Example Use Case - Microsoft Navision 2017
As part of a full Boomi platform POC that involved our Master Data Hub (or 'Hub') with sources Salesforce, SAP and Navision (2017) we implemented the typical Channel Updates synchronization process by taking the Process Library synchronization templates and specifying these for the various sources. For the Channel Updates (for the 'Contact' Domain) that need to be updated in Navision we end up with the following typical (POC) 'CUD' process:
When we zoom in on the Map shape doing the transformation from the Hub (MDM) XML profile - fetched as part of the channel updates - to the JSON profile that we need to construct as part of the OData Update Request we see the following:
Naturally we recognize all the typical field mappings for the Contact domain as defined by us in the Hub on the left-hand side to Navision on the right-hand side.
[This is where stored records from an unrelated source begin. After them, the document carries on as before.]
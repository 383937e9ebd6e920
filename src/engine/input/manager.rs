// Input manager - folds every input source into one per-frame snapshot

use std::collections::HashMap;

use glam::Vec2;
use winit::event::{ElementState, KeyEvent, MouseButton, TouchPhase};
use winit::keyboard::{KeyCode, PhysicalKey};

use super::action::{default_bindings, Action, InputSource};
use super::touch::TouchControls;

/// Directional state read by the active character each tick
#[derive(Debug, Clone, Copy, Default, PartialEq, Eq)]
pub struct InputSnapshot {
    pub left: bool,
    pub right: bool,
}

impl InputSnapshot {
    pub fn any_direction(&self) -> bool {
        self.left || self.right
    }
}

/// Main input manager
///
/// A direction stays held while any source (key, finger, pointer) that
/// pressed it is still down, so releasing a touch button does not cancel a
/// held arrow key.
pub struct InputManager {
    /// Key to action bindings
    bindings: HashMap<KeyCode, Action>,

    /// Sources currently down, and the action each one pressed
    held: HashMap<InputSource, Action>,

    /// Switch presses not yet consumed by the frame loop
    switch_requests: u32,

    /// Last known cursor position in window pixels
    cursor: Vec2,
}

impl InputManager {
    /// Create a new input manager with the default bindings
    pub fn new() -> Self {
        Self::with_bindings(default_bindings())
    }

    /// Create an input manager with custom key bindings
    pub fn with_bindings(bindings: Vec<(KeyCode, Action)>) -> Self {
        Self {
            bindings: bindings.into_iter().collect(),
            held: HashMap::new(),
            switch_requests: 0,
            cursor: Vec2::ZERO,
        }
    }

    /// Process a keyboard event from winit
    pub fn process_keyboard_event(&mut self, event: &KeyEvent) {
        // Only process physical key presses
        if let PhysicalKey::Code(key_code) = event.physical_key {
            self.process_key(key_code, event.state, event.repeat);
        }
    }

    /// Process a key press or release
    pub fn process_key(&mut self, key_code: KeyCode, state: ElementState, repeat: bool) {
        let Some(action) = self.bindings.get(&key_code).copied() else {
            return;
        };

        match state {
            // Key repeats must not count as extra switch presses
            ElementState::Pressed if !repeat => self.press(InputSource::key(key_code), action),
            ElementState::Pressed => {}
            ElementState::Released => self.release(InputSource::key(key_code)),
        }
    }

    /// Process a touch event against the on-screen controls
    pub fn process_touch(
        &mut self,
        id: u64,
        phase: TouchPhase,
        location: Vec2,
        controls: &TouchControls,
    ) {
        let source = InputSource::Touch(id);
        match phase {
            TouchPhase::Started => {
                if let Some(action) = controls.hit_test(location) {
                    self.press(source, action);
                }
            }
            TouchPhase::Ended | TouchPhase::Cancelled => self.release(source),
            TouchPhase::Moved => {}
        }
    }

    /// Track the cursor so mouse clicks can hit the on-screen controls
    pub fn process_cursor_moved(&mut self, position: Vec2) {
        self.cursor = position;
    }

    /// Process a mouse button event against the on-screen controls
    pub fn process_mouse_button(
        &mut self,
        state: ElementState,
        button: MouseButton,
        controls: &TouchControls,
    ) {
        if button != MouseButton::Left {
            return;
        }

        match state {
            ElementState::Pressed => {
                if let Some(action) = controls.hit_test(self.cursor) {
                    self.press(InputSource::Pointer, action);
                }
            }
            ElementState::Released => self.release(InputSource::Pointer),
        }
    }

    fn press(&mut self, source: InputSource, action: Action) {
        if !action.is_directional() {
            self.switch_requests += 1;
        }
        self.held.insert(source, action);
    }

    fn release(&mut self, source: InputSource) {
        self.held.remove(&source);
    }

    /// Check if any source is holding an action
    pub fn is_pressed(&self, action: Action) -> bool {
        self.held.values().any(|held| *held == action)
    }

    /// Directional state for this frame
    pub fn snapshot(&self) -> InputSnapshot {
        InputSnapshot {
            left: self.is_pressed(Action::MoveLeft),
            right: self.is_pressed(Action::MoveRight),
        }
    }

    /// Number of switch presses since the last call
    pub fn take_switch_requests(&mut self) -> u32 {
        std::mem::take(&mut self.switch_requests)
    }

    /// Drop every held source (e.g. when the window loses focus)
    pub fn reset_all(&mut self) {
        self.held.clear();
    }
}

impl Default for InputManager {
    fn default() -> Self {
        Self::new()
    }
}
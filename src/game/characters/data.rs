// Per-character metadata loaded from `data.json`

use serde::Deserialize;

use super::animation::AnimationClip;
use super::state::{CharacterState, Locomotion};
use crate::engine::assets::AssetError;

/// Wind-up displacement per tick (logical pixels) when the metadata omits one
pub const DEFAULT_WIND_UP_SPEED: f32 = 0.4;

/// Animation clips and movement speeds for one character
#[derive(Debug, Clone, PartialEq, Deserialize)]
#[serde(rename_all = "camelCase")]
pub struct CharacterData {
    pub idle: AnimationClip,
    #[serde(rename = "move")]
    pub moving: AnimationClip,
    #[serde(rename = "move_state", default)]
    pub wind_up: Option<AnimationClip>,
    /// Full-speed displacement per tick, in logical pixels
    pub move_speed: f32,
    /// Wind-up displacement per tick, in logical pixels
    #[serde(default)]
    pub move_initial_speed: Option<f32>,
}

impl CharacterData {
    /// Check every clip and make sure the locomotion has what it needs
    pub fn validate(&self, locomotion: Locomotion) -> Result<(), AssetError> {
        let clips = [
            (CharacterState::Idle, Some(&self.idle)),
            (CharacterState::Move, Some(&self.moving)),
            (CharacterState::WindUp, self.wind_up.as_ref()),
        ];

        for (state, clip) in clips
            .into_iter()
            .filter_map(|(state, clip)| Some((state, clip?)))
        {
            clip.validate().map_err(|reason| AssetError::InvalidClip {
                state: state.animation_name(),
                reason,
            })?;
        }

        if locomotion == Locomotion::Staged && self.wind_up.is_none() {
            return Err(AssetError::MissingClip(
                CharacterState::WindUp.animation_name(),
            ));
        }

        Ok(())
    }

    /// Clip played in the given state
    pub fn clip(&self, state: CharacterState) -> &AnimationClip {
        match state {
            CharacterState::Idle => &self.idle,
            CharacterState::WindUp => self.wind_up.as_ref().unwrap_or(&self.moving),
            CharacterState::Move => &self.moving,
        }
    }

    /// Displacement per tick (logical pixels) while moving in the given state
    pub fn speed(&self, locomotion: Locomotion, state: CharacterState) -> f32 {
        match (locomotion, state) {
            (Locomotion::Staged, CharacterState::Move) | (Locomotion::Direct, _) => {
                self.move_speed
            }
            (Locomotion::Staged, _) => self.move_initial_speed.unwrap_or(DEFAULT_WIND_UP_SPEED),
        }
    }
}
// Math utilities and helper functions

/// Clamp a value between min and max
///
/// Unlike `f32::clamp` this never panics when `min > max`; the lower bound
/// wins, which keeps a sprite pinned to the left edge of a surface narrower
/// than itself.
pub fn clamp<T: PartialOrd>(value: T, min: T, max: T) -> T {
    let value = if value > max { max } else { value };
    if value < min {
        min
    } else {
        value
    }
}

/// Offset that centers a span of `inner` length inside a span of `outer` length.
/// Negative when `inner` is larger than `outer`.
pub fn centered_offset(outer: f32, inner: f32) -> f32 {
    ((outer - inner) / 2.0).floor()
}

#[cfg(test)]
mod tests {
    use super::*;

    #[test]
    fn test_clamp() {
        assert_eq!(clamp(5.0, 0.0, 10.0), 5.0);
        assert_eq!(clamp(-5.0, 0.0, 10.0), 0.0);
        assert_eq!(clamp(15.0, 0.0, 10.0), 10.0);
    }

    #[test]
    fn test_clamp_inverted_bounds_prefers_min() {
        assert_eq!(clamp(3.0, 4.0, 2.0), 4.0);
        assert_eq!(clamp(5.0, 4.0, 2.0), 4.0);
    }

    #[test]
    fn test_centered_offset() {
        assert_eq!(centered_offset(100.0, 64.0), 18.0);
        assert_eq!(centered_offset(64.0, 64.0), 0.0);
        assert_eq!(centered_offset(50.0, 64.0), -7.0);
    }
}
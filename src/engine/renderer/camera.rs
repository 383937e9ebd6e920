// Camera for 2D rendering in window pixel space

use bytemuck::{Pod, Zeroable};
use glam::Mat4;

/// Orthographic camera with the origin at the top-left of the window and
/// y growing downwards, one unit per physical pixel
#[derive(Debug, Clone)]
pub struct Camera {
    /// Viewport width
    viewport_width: f32,
    /// Viewport height
    viewport_height: f32,
    /// View-projection matrix
    view_proj: Mat4,
}

impl Camera {
    /// Create a new camera
    pub fn new(viewport_width: f32, viewport_height: f32) -> Self {
        let mut camera = Self {
            viewport_width,
            viewport_height,
            view_proj: Mat4::IDENTITY,
        };
        camera.update_view_proj();
        camera
    }

    /// Update the view-projection matrix
    fn update_view_proj(&mut self) {
        self.view_proj = Mat4::orthographic_rh(
            0.0,
            self.viewport_width.max(1.0),
            self.viewport_height.max(1.0),
            0.0,
            -1.0, // Near plane
            1.0,  // Far plane
        );
    }

    /// Resize the viewport
    pub fn resize(&mut self, width: f32, height: f32) {
        self.viewport_width = width;
        self.viewport_height = height;
        self.update_view_proj();
    }

    /// Get the view-projection matrix
    pub fn view_proj_matrix(&self) -> Mat4 {
        self.view_proj
    }
}

/// Camera uniform for GPU
#[repr(C)]
#[derive(Copy, Clone, Debug, Pod, Zeroable)]
pub struct CameraUniform {
    pub view_proj: [[f32; 4]; 4],
}

impl CameraUniform {
    /// Create a new camera uniform from a camera
    pub fn new(camera: &Camera) -> Self {
        Self {
            view_proj: camera.view_proj_matrix().to_cols_array_2d(),
        }
    }
}

#[cfg(test)]
mod tests {
    use super::*;
    use approx::assert_relative_eq;
    use glam::{Vec2, Vec4};

    /// Project a window pixel position to normalized device coordinates
    fn to_ndc(camera: &Camera, screen_pos: Vec2) -> Vec2 {
        let clip = camera.view_proj_matrix() * Vec4::new(screen_pos.x, screen_pos.y, 0.0, 1.0);
        Vec2::new(clip.x, clip.y) / clip.w
    }

    #[test]
    fn test_corners_map_to_ndc() {
        let camera = Camera::new(800.0, 600.0);

        let top_left = to_ndc(&camera, Vec2::ZERO);
        assert_relative_eq!(top_left.x, -1.0);
        assert_relative_eq!(top_left.y, 1.0);

        let bottom_right = to_ndc(&camera, Vec2::new(800.0, 600.0));
        assert_relative_eq!(bottom_right.x, 1.0);
        assert_relative_eq!(bottom_right.y, -1.0);
    }

    #[test]
    fn test_resize_updates_projection() {
        let mut camera = Camera::new(800.0, 600.0);
        camera.resize(400.0, 300.0);
        let center = to_ndc(&camera, Vec2::new(200.0, 150.0));
        assert_relative_eq!(center.x, 0.0, epsilon = 1e-6);
        assert_relative_eq!(center.y, 0.0, epsilon = 1e-6);
    }

    #[test]
    fn test_uniform_matches_matrix() {
        let camera = Camera::new(320.0, 240.0);
        let uniform = CameraUniform::new(&camera);
        assert_eq!(
            uniform.view_proj,
            camera.view_proj_matrix().to_cols_array_2d()
        );
    }
}
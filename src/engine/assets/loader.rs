// Asset loading functionality

use super::AssetError;
use serde::de::DeserializeOwned;
use std::path::{Path, PathBuf};

/// Supported asset kinds
#[derive(Debug, Clone, Copy, PartialEq, Eq)]
pub enum AssetKind {
    Texture,
    Metadata,
}

impl AssetKind {
    /// Get supported file extensions for this asset kind
    pub fn extensions(&self) -> &'static [&'static str] {
        match self {
            AssetKind::Texture => &["png", "jpg", "jpeg"],
            AssetKind::Metadata => &["json"],
        }
    }

    /// Guess the kind of an asset from its file name
    pub fn from_name(name: &str) -> Option<Self> {
        let ext = Path::new(name).extension()?.to_str()?.to_ascii_lowercase();
        [AssetKind::Texture, AssetKind::Metadata]
            .into_iter()
            .find(|kind| kind.extensions().contains(&ext.as_str()))
    }
}

/// Asset loader responsible for finding and loading asset files
#[derive(Debug, Clone)]
pub struct AssetLoader {
    base_path: PathBuf,
}

impl AssetLoader {
    /// Create a new asset loader with the given base path
    pub fn new<P: AsRef<Path>>(base_path: P) -> Self {
        Self {
            base_path: base_path.as_ref().to_path_buf(),
        }
    }

    /// Get the full path for an asset
    pub fn resolve_path(&self, name: &str) -> PathBuf {
        self.base_path.join(name)
    }

    /// Load asset bytes from disk
    pub fn load_bytes(&self, name: &str) -> Result<Vec<u8>, AssetError> {
        let path = self.resolve_path(name);

        if !path.exists() {
            return Err(AssetError::NotFound(path.to_string_lossy().to_string()));
        }

        Ok(std::fs::read(&path)?)
    }

    /// Load and decode an image
    pub fn load_image(&self, name: &str) -> Result<image::DynamicImage, AssetError> {
        if AssetKind::from_name(name) != Some(AssetKind::Texture) {
            return Err(AssetError::LoadError(format!(
                "{} is not a supported image type",
                name
            )));
        }
        let bytes = self.load_bytes(name)?;
        image::load_from_memory(&bytes).map_err(|source| AssetError::Decode {
            path: name.to_string(),
            source,
        })
    }

    /// Load and parse a JSON document
    pub fn load_json<T: DeserializeOwned>(&self, name: &str) -> Result<T, AssetError> {
        let bytes = self.load_bytes(name)?;
        serde_json::from_slice(&bytes).map_err(|source| AssetError::Metadata {
            path: name.to_string(),
            source,
        })
    }

    /// Check if an asset exists
    pub fn exists(&self, name: &str) -> bool {
        self.resolve_path(name).exists()
    }

    /// Loader rooted at a subdirectory of this one
    pub fn scoped(&self, dir: &str) -> Self {
        Self::new(self.base_path.join(dir))
    }

    /// Get the base path
    pub fn base_path(&self) -> &Path {
        &self.base_path
    }
}
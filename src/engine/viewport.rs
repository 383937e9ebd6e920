// Integer viewport scaling for pixel-art rendering
//
// The stage is authored at a small logical resolution and blown up by the
// largest whole-number factor that fits the window, so every logical pixel
// maps to an identical square block of screen pixels.

use serde::Deserialize;

use crate::core::math::centered_offset;

/// How the logical resolution of the stage is described
#[derive(Debug, Clone, Copy, PartialEq, Eq, Deserialize)]
#[serde(tag = "kind", rename_all = "snake_case")]
pub enum AspectPolicy {
    /// Logical resolution given directly in pixels
    Fixed { width: u32, height: u32 },
    /// Logical resolution given as `width:height`, each multiplied by `unit`
    Ratio { width: u32, height: u32, unit: u32 },
}

impl AspectPolicy {
    /// 4:3 at 64x48 logical pixels
    pub const CLASSIC: Self = Self::Fixed {
        width: 64,
        height: 48,
    };

    /// Logical resolution, or `None` when a side is zero or overflows
    pub fn checked_logical_size(&self) -> Option<(u32, u32)> {
        let (width, height) = match *self {
            Self::Fixed { width, height } => (width, height),
            Self::Ratio {
                width,
                height,
                unit,
            } => (width.checked_mul(unit)?, height.checked_mul(unit)?),
        };
        (width > 0 && height > 0).then_some((width, height))
    }

    /// Logical (unscaled) resolution in pixels, never zero
    pub fn logical_size(&self) -> (u32, u32) {
        match *self {
            Self::Fixed { width, height } => (width.max(1), height.max(1)),
            Self::Ratio {
                width,
                height,
                unit,
            } => (
                width.saturating_mul(unit).max(1),
                height.saturating_mul(unit).max(1),
            ),
        }
    }
}

impl Default for AspectPolicy {
    fn default() -> Self {
        Self::CLASSIC
    }
}

/// Largest integer scale such that the logical size fits the available size.
/// Never returns less than 1.
pub fn compute_scale(logical: (u32, u32), available: (u32, u32)) -> u32 {
    let (logical_w, logical_h) = (logical.0.max(1), logical.1.max(1));
    let fit_w = available.0 / logical_w;
    let fit_h = available.1 / logical_h;
    fit_w.min(fit_h).max(1)
}

/// Current viewport state: logical resolution plus the active scale factor
#[derive(Debug, Clone, Copy, PartialEq, Eq)]
pub struct ViewportConfig {
    policy: AspectPolicy,
    scale: u32,
}

impl ViewportConfig {
    /// Create a viewport sized for the given window
    pub fn new(policy: AspectPolicy, window_width: u32, window_height: u32) -> Self {
        let mut viewport = Self { policy, scale: 1 };
        viewport.resize(window_width, window_height);
        viewport
    }

    /// Recompute the scale for a new window size. Returns the previous scale.
    pub fn resize(&mut self, window_width: u32, window_height: u32) -> u32 {
        let previous = self.scale;
        self.scale = compute_scale(self.logical_size(), (window_width, window_height));
        if previous != self.scale {
            log::debug!("Viewport scale {} -> {}", previous, self.scale);
        }
        previous
    }

    /// Current integer scale factor (always >= 1)
    pub fn scale(&self) -> u32 {
        self.scale
    }

    /// Logical resolution in unscaled pixels
    pub fn logical_size(&self) -> (u32, u32) {
        self.policy.logical_size()
    }

    /// Drawing surface size in screen pixels
    pub fn canvas_size(&self) -> (u32, u32) {
        let (w, h) = self.logical_size();
        (w * self.scale, h * self.scale)
    }

    /// Canvas placement centered inside a window of the given size
    pub fn canvas_rect(&self, window_width: u32, window_height: u32) -> CanvasRect {
        let (width, height) = self.canvas_size();
        CanvasRect {
            x: centered_offset(window_width as f32, width as f32),
            y: centered_offset(window_height as f32, height as f32),
            width: width as f32,
            height: height as f32,
        }
    }
}

/// Where the canvas sits inside the window, in window pixels
#[derive(Debug, Clone, Copy, PartialEq)]
pub struct CanvasRect {
    pub x: f32,
    pub y: f32,
    pub width: f32,
    pub height: f32,
}

impl CanvasRect {
    /// Intersection with a window of the given size as an integer scissor
    /// rectangle `(x, y, width, height)`, or `None` when nothing is visible.
    pub fn scissor(&self, window_width: u32, window_height: u32) -> Option<(u32, u32, u32, u32)> {
        let left = self.x.max(0.0) as u32;
        let top = self.y.max(0.0) as u32;
        let right = ((self.x + self.width).max(0.0) as u32).min(window_width);
        let bottom = ((self.y + self.height).max(0.0) as u32).min(window_height);

        if right <= left || bottom <= top {
            return None;
        }
        Some((left, top, right - left, bottom - top))
    }
}

#[cfg(test)]
mod tests {
    use super::*;

    fn brute_force_scale(logical: (u32, u32), available: (u32, u32)) -> u32 {
        (1..=512)
            .rev()
            .find(|s| logical.0 * s <= available.0 && logical.1 * s <= available.1)
            .unwrap_or(1)
    }

    #[test]
    fn test_scale_matches_brute_force() {
        let logical = (64, 48);
        for w in (0..2000).step_by(37) {
            for h in (0..1500).step_by(29) {
                assert_eq!(
                    compute_scale(logical, (w, h)),
                    brute_force_scale(logical, (w, h)),
                    "window {}x{}",
                    w,
                    h
                );
            }
        }
    }

    #[test]
    fn test_scale_limited_by_tighter_axis() {
        assert_eq!(compute_scale((64, 48), (1280, 720)), 15);
        assert_eq!(compute_scale((64, 48), (640, 1000)), 10);
    }

    #[test]
    fn test_scale_floors_to_one_for_tiny_window() {
        assert_eq!(compute_scale((64, 48), (10, 10)), 1);
        assert_eq!(compute_scale((64, 48), (0, 0)), 1);
    }

    #[test]
    fn test_ratio_policy_logical_size() {
        let policy = AspectPolicy::Ratio {
            width: 6,
            height: 4,
            unit: 16,
        };
        assert_eq!(policy.logical_size(), (96, 64));
        assert_eq!(policy.checked_logical_size(), Some((96, 64)));
    }

    #[test]
    fn test_oversized_ratio_saturates() {
        let policy = AspectPolicy::Ratio {
            width: 100_000,
            height: 4,
            unit: 100_000,
        };
        assert_eq!(policy.checked_logical_size(), None);
        assert_eq!(policy.logical_size(), (u32::MAX, 400_000));

        let viewport = ViewportConfig::new(policy, 640, 480);
        assert_eq!(viewport.scale(), 1);
    }

    #[test]
    fn test_zero_sized_policy() {
        let fixed = AspectPolicy::Fixed {
            width: 0,
            height: 48,
        };
        assert_eq!(fixed.checked_logical_size(), None);
        assert_eq!(fixed.logical_size(), (1, 48));
    }

    #[test]
    fn test_canvas_size_follows_scale() {
        let mut viewport = ViewportConfig::new(AspectPolicy::CLASSIC, 1280, 720);
        assert_eq!(viewport.scale(), 15);
        assert_eq!(viewport.canvas_size(), (960, 720));

        let previous = viewport.resize(200, 200);
        assert_eq!(previous, 15);
        assert_eq!(viewport.scale(), 3);
        assert_eq!(viewport.canvas_size(), (192, 144));
    }

    #[test]
    fn test_canvas_rect_is_centered() {
        let viewport = ViewportConfig::new(AspectPolicy::CLASSIC, 1280, 720);
        let rect = viewport.canvas_rect(1280, 720);
        assert_eq!(rect.x, 160.0);
        assert_eq!(rect.y, 0.0);
        assert_eq!(rect.width, 960.0);
    }

    #[test]
    fn test_scissor_clips_to_window() {
        let viewport = ViewportConfig::new(AspectPolicy::CLASSIC, 32, 32);
        let rect = viewport.canvas_rect(32, 32);
        assert_eq!(rect.x, -16.0);
        assert_eq!(rect.scissor(32, 32), Some((0, 0, 32, 32)));
        assert_eq!(rect.scissor(0, 0), None);
    }

    #[test]
    fn test_policy_deserializes_from_json() {
        let policy: AspectPolicy =
            serde_json::from_str(r#"{ "kind": "ratio", "width": 6, "height": 4, "unit": 10 }"#)
                .unwrap();
        assert_eq!(policy.logical_size(), (60, 40));
    }
}
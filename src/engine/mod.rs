// Engine modules: renderer, input, assets, viewport

pub mod assets;
pub mod game_loop;
pub mod input;
pub mod renderer;
pub mod viewport;
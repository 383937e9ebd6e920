// On-screen controls for touch and mouse input

use glam::{Vec2, Vec4};

use super::action::Action;
use crate::engine::renderer::{Sprite, TextureHandle};
use crate::engine::viewport::CanvasRect;

/// Side of a square control, in logical pixels
const CONTROL_SIZE: f32 = 10.0;
/// Gap between a control and the canvas edge, in logical pixels
const CONTROL_MARGIN: f32 = 2.0;

const IDLE_TINT: Vec4 = Vec4::new(1.0, 1.0, 1.0, 0.25);
const PRESSED_TINT: Vec4 = Vec4::new(1.0, 1.0, 1.0, 0.6);

/// Axis-aligned rectangle in window pixels
#[derive(Debug, Clone, Copy, PartialEq)]
pub struct ControlRect {
    pub min: Vec2,
    pub size: Vec2,
}

impl ControlRect {
    pub fn contains(&self, point: Vec2) -> bool {
        let max = self.min + self.size;
        point.x >= self.min.x && point.x < max.x && point.y >= self.min.y && point.y < max.y
    }
}

/// Left, right and switch buttons laid out over the canvas
#[derive(Debug, Clone, PartialEq)]
pub struct TouchControls {
    buttons: Vec<(Action, ControlRect)>,
}

impl TouchControls {
    /// Place the controls for the current canvas and scale
    ///
    /// Direction buttons sit in the bottom corners, the switch button in the
    /// top-right corner.
    pub fn layout(canvas: CanvasRect, scale: u32) -> Self {
        let unit = scale.max(1) as f32;
        let size = Vec2::splat(CONTROL_SIZE * unit);
        let margin = CONTROL_MARGIN * unit;

        let left = canvas.x + margin;
        let right = canvas.x + canvas.width - margin - size.x;
        let top = canvas.y + margin;
        let bottom = canvas.y + canvas.height - margin - size.y;

        Self {
            buttons: vec![
                (
                    Action::MoveLeft,
                    ControlRect {
                        min: Vec2::new(left, bottom),
                        size,
                    },
                ),
                (
                    Action::MoveRight,
                    ControlRect {
                        min: Vec2::new(right, bottom),
                        size,
                    },
                ),
                (
                    Action::SwitchCharacter,
                    ControlRect {
                        min: Vec2::new(right, top),
                        size,
                    },
                ),
            ],
        }
    }

    /// Action of the control under a window-space point, if any
    pub fn hit_test(&self, point: Vec2) -> Option<Action> {
        self.buttons
            .iter()
            .find(|(_, rect)| rect.contains(point))
            .map(|(action, _)| *action)
    }

    /// Rectangle of the control bound to an action
    #[cfg(test)]
    pub fn rect(&self, action: Action) -> Option<ControlRect> {
        self.buttons
            .iter()
            .find(|(a, _)| *a == action)
            .map(|(_, rect)| *rect)
    }

    /// Translucent quads for every control, brighter while pressed
    pub fn sprites(
        &self,
        texture: TextureHandle,
        is_pressed: impl Fn(Action) -> bool,
    ) -> Vec<Sprite> {
        self.buttons
            .iter()
            .map(|(action, rect)| {
                let tint = if is_pressed(*action) {
                    PRESSED_TINT
                } else {
                    IDLE_TINT
                };
                Sprite::new(rect.min, rect.size, texture).with_color(tint)
            })
            .collect()
    }
}

#[cfg(test)]
mod tests {
    use super::*;

    fn canvas() -> CanvasRect {
        CanvasRect {
            x: 100.0,
            y: 0.0,
            width: 640.0,
            height: 480.0,
        }
    }

    #[test]
    fn test_layout_places_buttons_in_corners() {
        let controls = TouchControls::layout(canvas(), 10);

        let left = controls.rect(Action::MoveLeft).unwrap();
        assert_eq!(left.min, Vec2::new(120.0, 360.0));
        assert_eq!(left.size, Vec2::splat(100.0));

        let right = controls.rect(Action::MoveRight).unwrap();
        assert_eq!(right.min, Vec2::new(620.0, 360.0));

        let switch = controls.rect(Action::SwitchCharacter).unwrap();
        assert_eq!(switch.min, Vec2::new(620.0, 20.0));
    }

    #[test]
    fn test_hit_test() {
        let controls = TouchControls::layout(canvas(), 10);
        assert_eq!(
            controls.hit_test(Vec2::new(150.0, 400.0)),
            Some(Action::MoveLeft)
        );
        assert_eq!(
            controls.hit_test(Vec2::new(700.0, 400.0)),
            Some(Action::MoveRight)
        );
        assert_eq!(
            controls.hit_test(Vec2::new(700.0, 50.0)),
            Some(Action::SwitchCharacter)
        );
        assert_eq!(controls.hit_test(Vec2::new(400.0, 240.0)), None);
    }

    #[test]
    fn test_rect_edges_are_half_open() {
        let rect = ControlRect {
            min: Vec2::ZERO,
            size: Vec2::splat(10.0),
        };
        assert!(rect.contains(Vec2::ZERO));
        assert!(!rect.contains(Vec2::new(10.0, 5.0)));
    }

    #[test]
    fn test_sprites_highlight_pressed() {
        let controls = TouchControls::layout(canvas(), 10);
        let sprites = controls.sprites(TextureHandle(0), |a| a == Action::MoveRight);
        assert_eq!(sprites.len(), 3);
        assert_eq!(sprites[0].color, IDLE_TINT);
        assert_eq!(sprites[1].color, PRESSED_TINT);
    }
}
// Small shared helpers used by both engine and game code

pub mod math;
More important in the light of this article we further zoom in on the 'editLink and ETag' function that will build the editLink and will get the ETag for the Entity at hand and set the ETag Document Property accordingly.
We use a Connector Call as part of the second branch in this function to retrieve the ETag for the Entity we want to update and set the ETag Document Property accordingly:
Now when a Data Steward makes a change in one of the 'Contact' Golden Records - perhaps to solve a Data Quality Error - a channel update for Navision will be pending (as in this case Navision is setup as a source that will accept channel updates):
Now, the Data Steward changes the Phone number for the 'Contact' Golden Record in the Master Data Hub from +31243880000 to +31243882222...
As said, this generates Channel Updates including one for Navision:
When we now execute the Fetch Channel Updates process for the Contact Domain in AtomSphere we can see the following...
First of all, we see the Channel Update going down the expected path or branch - the one that takes care of updates:
Second of all we can inspect the response document to see the update was actually applied!
Also, inspecting the Atom logs, we can see how indeed the ETag nicely got applied in the If-Match header as configured as part of our OData Client Connector Operation!
sendRequestHeader] >> PATCH /xxx_xx9999nl_a/ODataV4/Company('Acceptatie%20Xxxxxxxx%20Xxxxxx')/Contact('C00004') HTTP/1.1
sendRequestHeader] >> Accept: application/json;odata.metadata=full
sendRequestHeader] >> Content-Type: application/json;odata.metadata=none
sendRequestHeader] >> If-Match: W/"JzMyO3VoTUFBQUo3LzBNQU1BQXdBREFBTUFBMEFBQUFBQUE9MTA7MTI5NDk0NjU4OTA7Jw=="
sendRequestHeader] >> OData-MaxVersion: 4.0
sendRequestHeader] >> OData-Version: 4.0
sendRequestHeader] >> Content-Length: 206
sendRequestHeader] >> Host: nlxxxx99xxxxxx.xxxxxxxxx.com:8048
sendRequestHeader] >> Connection: Keep-Alive
sendRequestHeader] >> User-Agent: Apache-Olingo/4.3.0.boomi2
sendRequestHeader] >> Authorization: NTLM XXXXXXXXX==
Ref. Some of the basic statements around OData as a standard were taken from wikipedia.org and odata.org.